■ **WORK TASK**
Search the data for the word "module" and copy every line that contains it.

[Dataset records]
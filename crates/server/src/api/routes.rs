use axum::{
    middleware,
    routing::{delete, get, post},
    Router,
};
use std::sync::Arc;
use tower_http::{cors::CorsLayer, trace::TraceLayer};

use super::{downloads, handlers, media, ws};
use crate::metrics::track_requests;
use crate::state::AppState;

pub fn create_router(state: Arc<AppState>) -> Router {
    let api_routes = Router::new()
        // Health and config
        .route("/health", get(handlers::health))
        .route("/config", get(handlers::get_config))
        // Metadata
        .route("/info", post(media::get_info))
        .route("/playlist", post(media::get_playlist))
        // Jobs
        .route("/downloads", post(downloads::create_download))
        .route("/downloads", get(downloads::list_downloads))
        .route("/downloads/{id}", delete(downloads::cancel_download))
        // Live updates
        .route("/ws", get(ws::ws_handler))
        .route_layer(middleware::from_fn(track_requests))
        .with_state(state);

    Router::new()
        .nest("/api/v1", api_routes)
        .route("/metrics", get(handlers::metrics))
        .layer(CorsLayer::permissive())
        .layer(TraceLayer::new_for_http())
}
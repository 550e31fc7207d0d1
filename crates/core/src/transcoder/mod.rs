//! Transcoder module for producing the final tagged audio file.
//!
//! This module provides the `Transcoder` trait and an ffmpeg backed
//! implementation. The raw download and an optional cover image go in; a
//! single MP3 or M4A file with embedded tags comes out.
//!
//! # Example
//!
//! ```ignore
//! use tunegrab_core::transcoder::{FfmpegTranscoder, TranscodeJob, TranscoderConfig, Transcoder};
//!
//! let transcoder = FfmpegTranscoder::new(TranscoderConfig::default());
//!
//! let job = TranscodeJob::new("job-1", "/tmp/tg_job-1_audio.webm", "/music/Song.mp3", TargetFormat::Mp3)
//!     .with_tags(TrackTags::new("Song", "Artist", "Album"));
//!
//! let output = transcoder.transcode(&job, CancellationToken::new()).await?;
//! ```

mod config;
mod error;
mod ffmpeg;
mod traits;
mod types;

pub use config::TranscoderConfig;
pub use error::TranscodeError;
pub use ffmpeg::{image_filter, FfmpegTranscoder};
pub use traits::Transcoder;
pub use types::{CoverAspect, ResolvedArtwork, TargetFormat, TrackTags, TranscodeJob, TrimWindow};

■ **SOLUTION**
//! Transcoder module for producing the final tagged audio file.
//! This module provides the `Transcoder` trait and an ffmpeg backed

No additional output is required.